The standard of entries for this year's ELLE Talent Competition was higher than ever which makes us pretty excited about the new and the emerging writing talent out there.

Make sure you read Alice Blackhurst's winning entry in the January issue of ELLE on sale now.

And come back every week to read the entries from our four runners up.

Julie Grady Thomas, 29, a scriptwriting master's student at Aberystwyth University

Let me tell you about my first love.

It was an average day, a normal Thursday in 1998. The sun rose over Worcester, Massachusetts, at about 6:35am, to some cloud cover. I awoke to the sounds of Matty in the Morning on KISS 108FM, ‘Boston’s hit music station,’ which also happened to be the radio station of my childhood.

I know all of this because I wrote it. It’s all here in my very first journal.

‘I arrived at school at about 7am,’ I penned in my big, loopy teenage handwriting. ‘I had my first calzone and Rolo. It was wicked good.’

Having had braces for most of my formative years, I never had the absolute pleasure of noshing on those perfectly circular chocolate-covered caramel creations. But this isn’t a love note to Nestlé, although perhaps someone should take care of that.

Flipping through pages of my journal, I’m shocked to read how disturbingly mundane I was.

‘I’ve been sitting next to Tamara Golden. She’s cool.’ And how eloquent I could be,?’Matt Costello is sooo hot!’?Not to mention articulate.

‘Laura Myers likes him, too!’?It wasn’t entirely terrible. At least I could place a comma -?’We still have a lot of traveling to do. We went from Boston Logan to Miami and now we’re in Quito. We have to take a boat to La Salva, then we walk for about thirty minutes, but first we need to take a plane from Quito to Coca.’

I was fourteen. I was in Ecuador. I was traveling.

For as long as I can remember, I’ve been obsessed with travel. Long before the body scans, the pat-downs and the other scrutinous security measures were put in place, my father would take my brother and I to watch the planes take off from the Worcester airport.

Being only four or five, I don’t remember much. But, I do remember the sheer awe I had watching those giant metal birds pick up with a thunderous roar and disappear beyond the horizon.

Soon, planes expanded to trains and I was simply hooked.

The hurly burly platforms of the train station were enchanting. Soon, I would realise that it didn’t matter if I was coming or going, just that an adventure ensued.

Later in life I would read books. I would watch films. I would witness so many authors and directors use such bustling microcosms to instill heartache, capture love at first sight and even be privy to the odd betrayal or switch. Train stations, airports, even bus depots, they all possess the thrill of the unknown, the excitement of adventure, the passing of time. All of it a convoluted, melancholy fog in which travel and transit coexist.
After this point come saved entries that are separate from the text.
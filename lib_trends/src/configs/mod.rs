//! # Configuration Modules
//!
//! Startup-time configuration that lives outside the command line: API
//! tokens and mail credentials, optionally stored AES-256-CBC encrypted.

#![forbid(unsafe_code)]

/// Loading, decrypting and validating the secrets file.
pub mod config_secrets;

pub use config_secrets::{load_secrets, load_secrets_with, MailSecrets, SecretLoadError, Secrets};
//! # Data Model
//!
//! Plain data types shared by every layer of the pipeline. Nothing in here
//! performs I/O; the types are serializable so the HTTP and WebSocket layers
//! can hand them out directly.

/// Per-subscriber digest payloads.
pub mod digest;
/// Filter criteria shared by listings, live clients and subscribers.
pub mod filter;
/// A single ranked repository and its trend score.
pub mod repository;
/// Immutable, ranked views of all tracked repositories.
pub mod snapshot;
/// Digest subscribers.
pub mod subscriber;

pub use digest::Digest;
pub use filter::RepositoryFilter;
pub use repository::{trend_score, Repository};
pub use snapshot::{Listing, Page, Snapshot, Stats};
pub use subscriber::Subscriber;

#[cfg(test)]
pub(crate) mod testing {
    use chrono::{TimeZone, Utc};

    use super::Repository;

    /// A repository with a fixed score. Stars are `id * 10` and forks `id`.
    pub(crate) fn repo(id: u64, score: f64, language: Option<&str>) -> Repository {
        let created = Utc.with_ymd_and_hms(2024, 1, 1, 0, 0, 0).unwrap();
        Repository {
            id,
            owner: "acme".to_string(),
            name: format!("repo-{id}"),
            full_name: format!("acme/repo-{id}"),
            description: None,
            html_url: format!("https://github.com/acme/repo-{id}"),
            stars: id * 10,
            forks: id,
            language: language.map(str::to_string),
            created_at: created,
            trend_score: score,
            refreshed_at: created,
        }
    }
}
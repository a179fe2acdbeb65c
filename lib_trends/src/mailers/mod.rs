//! # Mail Transports
//!
//! The notifier composes digests; the types in here deliver them.
//!
//! ## Contained Modules:
//! - **`transport`**: the [`EmailTransport`] seam, its error type and a
//!   log-only transport used when no mail API is configured.
//! - **`http_mailer`**: delivery through a JSON mail API over the shared
//!   `ApiClient`.

#![forbid(unsafe_code)]

/// JSON mail API transport.
pub mod http_mailer;
/// Transport trait, errors and the log-only fallback.
pub mod transport;

pub use http_mailer::{HttpMailConfig, HttpMailTransport};
pub use transport::{EmailTransport, LogTransport, TransportError};
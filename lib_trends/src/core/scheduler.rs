//! # Refresh Scheduler
//!
//! The producer side of the pipeline. On every tick the scheduler fetches the
//! current trends from its [`TrendSource`], ranks them into a new
//! [`Snapshot`], publishes it through [`Store::swap`] and, only when the swap
//! is accepted, hands it to [`Hub::broadcast`].
//!
//! ## Lifecycle
//!
//! `Idle → Fetching → (Publishing → Idle) | (BackoffWait → Fetching)`
//!
//! The current [`SchedulerState`] is published on a `watch` channel. There is
//! no terminal state: the loop runs until its cancellation token fires.
//! Cancellation stops ticking and aborts a backoff wait, but a fetch already
//! in flight is allowed to finish (or hit its own timeout) and a publish is
//! never interrupted.
//!
//! ## Failure handling
//!
//! Every [`FetchError`] is recoverable. Failed fetches are retried after an
//! exponential [`Backoff`] delay, up to `max_retries` times per cycle; after
//! that the cycle gives up and the store keeps serving the previous snapshot.
//! The backoff counter carries over into the next cycle and is only reset by
//! a successful fetch.

use std::sync::Arc;
use std::time::Duration;

use chrono::Utc;
use tokio::sync::watch;
use tokio::time::MissedTickBehavior;
use tokio_util::sync::CancellationToken;
use tracing::{error, info, warn};

use super::backoff::{Backoff, BackoffPolicy};
use super::hub::Hub;
use super::store::Store;
use crate::ingestors::{FetchError, TrendSource};
use crate::models::{Repository, Snapshot};

/// Shortest tick period the run loop accepts; smaller intervals are raised to it.
pub const MIN_INTERVAL: Duration = Duration::from_secs(1);

#[derive(Debug, Clone, Copy, PartialEq)]
pub struct SchedulerConfig {
    /// Time between cycles, at least [`MIN_INTERVAL`].
    pub interval: Duration,
    /// Bound on a single fetch, including the HTTP round trip and decoding.
    pub fetch_timeout: Duration,
    /// Retries after the first failed attempt of a cycle.
    pub max_retries: u32,
    pub backoff: BackoffPolicy,
}

impl Default for SchedulerConfig {
    fn default() -> Self {
        Self {
            interval: Duration::from_secs(600),
            fetch_timeout: Duration::from_secs(20),
            max_retries: 3,
            backoff: BackoffPolicy::default(),
        }
    }
}

#[derive(Debug, Clone, Copy, PartialEq, Eq)]
pub enum SchedulerState {
    Idle,
    Fetching,
    Publishing,
    BackoffWait,
}

#[derive(Debug, Clone, Copy, PartialEq, Eq)]
pub enum CycleOutcome {
    /// A new generation was published and broadcast.
    Published(u64),
    /// The store rejected the snapshot as out of order.
    Stale,
    /// All attempts failed; the previous snapshot stays current.
    Exhausted,
    /// Cancelled during a backoff wait.
    Aborted,
}

/// Summary of one refresh cycle.
#[derive(Debug, Clone, PartialEq)]
pub struct CycleReport {
    pub attempts: u32,
    /// Backoff delays waited, in order.
    pub delays: Vec<Duration>,
    pub outcome: CycleOutcome,
    pub last_error: Option<FetchError>,
}

/// # Scheduler
///
/// Owns the refresh loop. Construct it once at startup and move it into its
/// own task with [`Scheduler::run`].
pub struct Scheduler {
    source: Arc<dyn TrendSource>,
    store: Arc<Store>,
    hub: Arc<Hub>,
    config: SchedulerConfig,
    backoff: Backoff,
    state: watch::Sender<SchedulerState>,
}

impl Scheduler {
    pub fn new(source: Arc<dyn TrendSource>, store: Arc<Store>, hub: Arc<Hub>, config: SchedulerConfig) -> Self {
        let (state, _) = watch::channel(SchedulerState::Idle);
        Self {
            source,
            store,
            hub,
            backoff: Backoff::new(config.backoff),
            config,
            state,
        }
    }

    /// Observes state transitions.
    pub fn subscribe_state(&self) -> watch::Receiver<SchedulerState> {
        self.state.subscribe()
    }

    pub fn state(&self) -> SchedulerState {
        *self.state.borrow()
    }

    fn set_state(&self, state: SchedulerState) {
        self.state.send_replace(state);
    }

    /// Runs refresh cycles on the configured interval until `shutdown` is
    /// cancelled. The first cycle starts immediately.
    pub async fn run(mut self, shutdown: CancellationToken) {
        if self.config.interval < MIN_INTERVAL {
            warn!(
                component = "scheduler",
                interval_ms = self.config.interval.as_millis() as u64,
                "interval below minimum, using {:?}",
                MIN_INTERVAL
            );
            self.config.interval = MIN_INTERVAL;
        }
        let mut ticker = tokio::time::interval(self.config.interval);
        ticker.set_missed_tick_behavior(MissedTickBehavior::Delay);
        info!(
            component = "scheduler",
            source = self.source.name(),
            interval_secs = self.config.interval.as_secs(),
            "scheduler started"
        );

        loop {
            tokio::select! {
                biased;
                _ = shutdown.cancelled() => break,
                _ = ticker.tick() => {}
            }

            let report = self.run_cycle(&shutdown).await;
            if report.outcome == CycleOutcome::Aborted {
                break;
            }
        }

        self.set_state(SchedulerState::Idle);
        info!(component = "scheduler", "scheduler stopped");
    }

    /// # Run Cycle
    ///
    /// One fetch-and-publish cycle with retries.
    ///
    /// ## Logic:
    /// 1.  Fetches with `fetch_timeout`. Cancellation is not observed here.
    /// 2.  On failure, waits the next backoff delay (cancellable) and retries,
    ///     up to `max_retries` times.
    /// 3.  On success, resets the backoff, builds generation `current + 1`,
    ///     swaps it into the store and broadcasts it if the swap was accepted.
    pub async fn run_cycle(&mut self, shutdown: &CancellationToken) -> CycleReport {
        let mut report = CycleReport {
            attempts: 0,
            delays: Vec::new(),
            outcome: CycleOutcome::Exhausted,
            last_error: None,
        };

        loop {
            report.attempts += 1;
            self.set_state(SchedulerState::Fetching);

            let fetched = match tokio::time::timeout(self.config.fetch_timeout, self.source.fetch()).await {
                Ok(result) => result,
                Err(_) => Err(FetchError::Timeout(self.config.fetch_timeout)),
            };

            let err = match fetched {
                Ok(repositories) => {
                    self.backoff.reset();
                    report.outcome = self.publish(repositories);
                    report.last_error = None;
                    self.set_state(SchedulerState::Idle);
                    return report;
                }
                Err(err) => err,
            };

            if report.attempts > self.config.max_retries {
                error!(
                    component = "scheduler",
                    attempts = report.attempts,
                    kind = err.kind(),
                    error = %err,
                    generation = self.store.generation(),
                    "fetch retries exhausted, keeping previous snapshot"
                );
                report.last_error = Some(err);
                report.outcome = CycleOutcome::Exhausted;
                self.set_state(SchedulerState::Idle);
                return report;
            }

            let hint = match &err {
                FetchError::RateLimited { retry_after } => *retry_after,
                _ => None,
            };
            let delay = self.backoff.next_delay(hint);
            warn!(
                component = "scheduler",
                attempt = report.attempts,
                kind = err.kind(),
                error = %err,
                delay_ms = delay.as_millis() as u64,
                "fetch failed, backing off"
            );
            report.last_error = Some(err);
            report.delays.push(delay);

            self.set_state(SchedulerState::BackoffWait);
            tokio::select! {
                biased;
                _ = shutdown.cancelled() => {
                    report.outcome = CycleOutcome::Aborted;
                    self.set_state(SchedulerState::Idle);
                    return report;
                }
                _ = tokio::time::sleep(delay) => {}
            }
        }
    }

    fn publish(&self, repositories: Vec<Repository>) -> CycleOutcome {
        self.set_state(SchedulerState::Publishing);
        let generation = self.store.generation() + 1;
        let snapshot = Snapshot::build(generation, Utc::now(), repositories);

        match self.store.swap(snapshot) {
            Ok(receipt) => {
                let broadcast = self.hub.broadcast(Arc::clone(&receipt.snapshot));
                info!(
                    component = "scheduler",
                    generation,
                    entries = receipt.snapshot.len(),
                    delivered = broadcast.delivered,
                    evicted = broadcast.evicted.len(),
                    "published snapshot"
                );
                CycleOutcome::Published(generation)
            }
            Err(stale) => {
                warn!(component = "scheduler", error = %stale, "snapshot not published");
                CycleOutcome::Stale
            }
        }
    }
}
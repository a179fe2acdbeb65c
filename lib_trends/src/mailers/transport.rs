use std::time::Duration;

use async_trait::async_trait;
use thiserror::Error;
use tracing::info;

use crate::models::Digest;
use crate::retrieve::RetrieveError;

/// Delivery failure for one digest. The notifier retries these a bounded
/// number of times; none of them aborts a run.
#[derive(Debug, Clone, Error, PartialEq, Eq)]
pub enum TransportError {
    #[error("mail API rejected the message with status {status}: {body}")]
    Rejected { status: u16, body: String },

    #[error("mail transport network error: {0}")]
    Network(String),

    #[error("mail delivery timed out after {0:?}")]
    Timeout(Duration),
}

impl From<RetrieveError> for TransportError {
    fn from(err: RetrieveError) -> Self {
        TransportError::Network(err.to_string())
    }
}

/// Something that can deliver a [`Digest`].
#[async_trait]
pub trait EmailTransport: Send + Sync {
    /// Human readable name for logs.
    fn name(&self) -> &str;

    /// Whether a successful `send` means the digest left the process. The
    /// notifier only records repositories as delivered when it does.
    fn delivers(&self) -> bool {
        true
    }

    async fn send(&self, digest: &Digest) -> Result<(), TransportError>;
}

/// Writes digests to the log instead of sending them. Used when no mail API
/// credentials are configured.
#[derive(Debug, Default, Clone, Copy)]
pub struct LogTransport;

#[async_trait]
impl EmailTransport for LogTransport {
    fn name(&self) -> &str {
        "log"
    }

    fn delivers(&self) -> bool {
        false
    }

    async fn send(&self, digest: &Digest) -> Result<(), TransportError> {
        info!(
            component = "mailer",
            transport = "log",
            recipient = %digest.recipient,
            generation = digest.generation,
            repositories = digest.repositories.len(),
            subject = %digest.subject(),
            "digest not sent, no mail API configured"
        );
        Ok(())
    }
}
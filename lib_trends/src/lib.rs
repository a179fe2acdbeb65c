//! # lib_trends
//!
//! Shared library for the trends aggregator. It holds the producer/consumer/
//! broadcast pipeline (`core`), the data model (`models`), and the thin
//! collaborators the pipeline talks to: the GitHub trend source
//! (`ingestors`), the HTTP client (`retrieve`), email transports (`mailers`),
//! the subscriber store (`subscribers`) and startup secret loading
//! (`configs`).
//!
//! Every long-lived component is constructed explicitly and shared through
//! `Arc`; nothing here is a process-wide static.

#![forbid(unsafe_code)]
#![warn(rust_2018_idioms, unused_qualifications)]

pub mod models;

#[cfg(feature = "configs")]
pub mod configs;
#[cfg(feature = "core")]
pub mod core;
#[cfg(feature = "ingestors")]
pub mod ingestors;
#[cfg(feature = "mailers")]
pub mod mailers;
#[cfg(feature = "retrieve")]
pub mod retrieve;
#[cfg(feature = "subscribers")]
pub mod subscribers;

pub use models::{Page, Repository, RepositoryFilter, Snapshot, Subscriber};
use std::collections::HashMap;
use std::sync::{PoisonError, RwLock};

use async_trait::async_trait;
use chrono::Utc;
use thiserror::Error;
use tracing::info;
use uuid::Uuid;

use super::SubscriberSource;
use crate::models::{RepositoryFilter, Subscriber};

#[derive(Debug, Clone, Error, PartialEq, Eq)]
pub enum SubscribeError {
    #[error("invalid email address: {0:?}")]
    InvalidEmail(String),
}

/// Subscribers keyed by normalised email address.
///
/// Subscribing an address that already exists replaces its filter and keeps
/// its token and creation time.
#[derive(Debug, Default)]
pub struct SubscriberStore {
    by_email: RwLock<HashMap<String, Subscriber>>,
}

impl SubscriberStore {
    pub fn new() -> Self {
        Self::default()
    }

    pub fn subscribe(&self, email: &str, filter: RepositoryFilter) -> Result<Subscriber, SubscribeError> {
        let email = normalize_email(email)?;
        let filter = filter.normalized();

        let mut by_email = self.by_email.write().unwrap_or_else(PoisonError::into_inner);
        let subscriber = by_email
            .entry(email.clone())
            .and_modify(|existing| existing.filter = filter.clone())
            .or_insert_with(|| Subscriber {
                email: email.clone(),
                filter,
                token: Uuid::new_v4().simple().to_string(),
                created_at: Utc::now(),
            })
            .clone();
        let total = by_email.len();
        drop(by_email);

        info!(component = "subscribers", email = %subscriber.email, total, "subscriber saved");
        Ok(subscriber)
    }

    /// Removes the subscriber owning `token`.
    pub fn unsubscribe(&self, token: &str) -> Option<Subscriber> {
        let token = token.trim();
        if token.is_empty() {
            return None;
        }
        let mut by_email = self.by_email.write().unwrap_or_else(PoisonError::into_inner);
        let email = by_email
            .values()
            .find(|s| s.token == token)
            .map(|s| s.email.clone())?;
        let removed = by_email.remove(&email);
        drop(by_email);

        info!(component = "subscribers", email = %email, "subscriber removed");
        removed
    }

    pub fn get(&self, email: &str) -> Option<Subscriber> {
        let email = normalize_email(email).ok()?;
        self.by_email
            .read()
            .unwrap_or_else(PoisonError::into_inner)
            .get(&email)
            .cloned()
    }

    /// All subscribers, oldest first.
    pub fn list(&self) -> Vec<Subscriber> {
        let mut all: Vec<Subscriber> = self
            .by_email
            .read()
            .unwrap_or_else(PoisonError::into_inner)
            .values()
            .cloned()
            .collect();
        all.sort_by(|a, b| a.created_at.cmp(&b.created_at).then_with(|| a.email.cmp(&b.email)));
        all
    }

    pub fn len(&self) -> usize {
        self.by_email.read().unwrap_or_else(PoisonError::into_inner).len()
    }

    pub fn is_empty(&self) -> bool {
        self.len() == 0
    }
}

#[async_trait]
impl SubscriberSource for SubscriberStore {
    async fn subscribers(&self) -> Vec<Subscriber> {
        self.list()
    }
}

/// Trims and lower-cases `raw`, rejecting anything that is not plausibly an
/// address: exactly one `@`, a non-empty local part and a dotted domain.
fn normalize_email(raw: &str) -> Result<String, SubscribeError> {
    let email = raw.trim().to_lowercase();
    let invalid = || SubscribeError::InvalidEmail(raw.to_string());

    if email.is_empty() || email.len() > 254 || email.chars().any(char::is_whitespace) {
        return Err(invalid());
    }
    let (local, domain) = email.split_once('@').ok_or_else(invalid)?;
    let domain_ok = !domain.contains('@')
        && domain.contains('.')
        && !domain.starts_with('.')
        && !domain.ends_with('.')
        && !domain.contains("..");
    if local.is_empty() || !domain_ok {
        return Err(invalid());
    }
    Ok(email)
}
But in the meantime, my mind was on boys. In fact, I’m shocked to see that despite the exotic environment of Ecuador, how much space I allotted to the opposite sex, most of which included but was not limited to:

‘He’s a hotty and a half!’ / ‘Why don’t I have a boyfriend?’ // ‘He goes ‘You look fiiiine,’ you know in that way they say it.’ // ‘We both love sports, all kinds of movies and Seinfeld, plus he’s gorgeous and taller than me!’

I’m 5’10” now and I was 5’10” then. Dating was challenging when I was a foot taller than most boys in my class, but you’ll be pleased to know my husband currently meets all the aforementioned requirements. We may evolve, but time can’t entirely change us.

Equally shocking to read is fourteen-year-old me spotting destructive dating behavior amongst my female friends.

‘I’m sick of the whole saga. I feel bad saying it, but it’s true. I mean, the back and forth between those two...can you say brainless, dependent, pathetic?!?!’

The saga being Carly and Christian. They dated on-and-off for the next five years. Carly then went on to date a series of unavailable men for the next ten years. She’s currently in an off phase. I stand by my previous statement about time.

Still, amidst the teenage angst and drama, there’s the occasional glint of a shiny new obsession.

‘The plane was fun. It was small and took forty-five minutes, but Heather took an even smaller charter plane that went so high they needed oxygen masks!’

Clearly the excitement of a near-death experience wasn’t lost on me, as I was too young to be aware of my own mortality.

‘I ate my first passion fruit today. It looks gross, like alien eggs, but it’s delicious.’

Already a long way from the calzones and Rolos of the previous day, I was quite literally discovering a whole new world, one that would continue to nurture, shape and mold my outlook.

Yet I cringe as I read through this journal. A pit in my stomach is slowly dissolving, churning into an anxiety-ridden slush. I was so utterly consumed by my social dramas, so completely unconfident, so fearful of popular thought.

It’s just as well I had true love, one that would forcibly push me into the world; one that would question me and that I would question; one that would compel me to witness the banal and the strange, the old and the new, the truth and what we tell ourselves is true. Because as time will invariably sort things, it can never truly change who we are, only love can. Love and travel.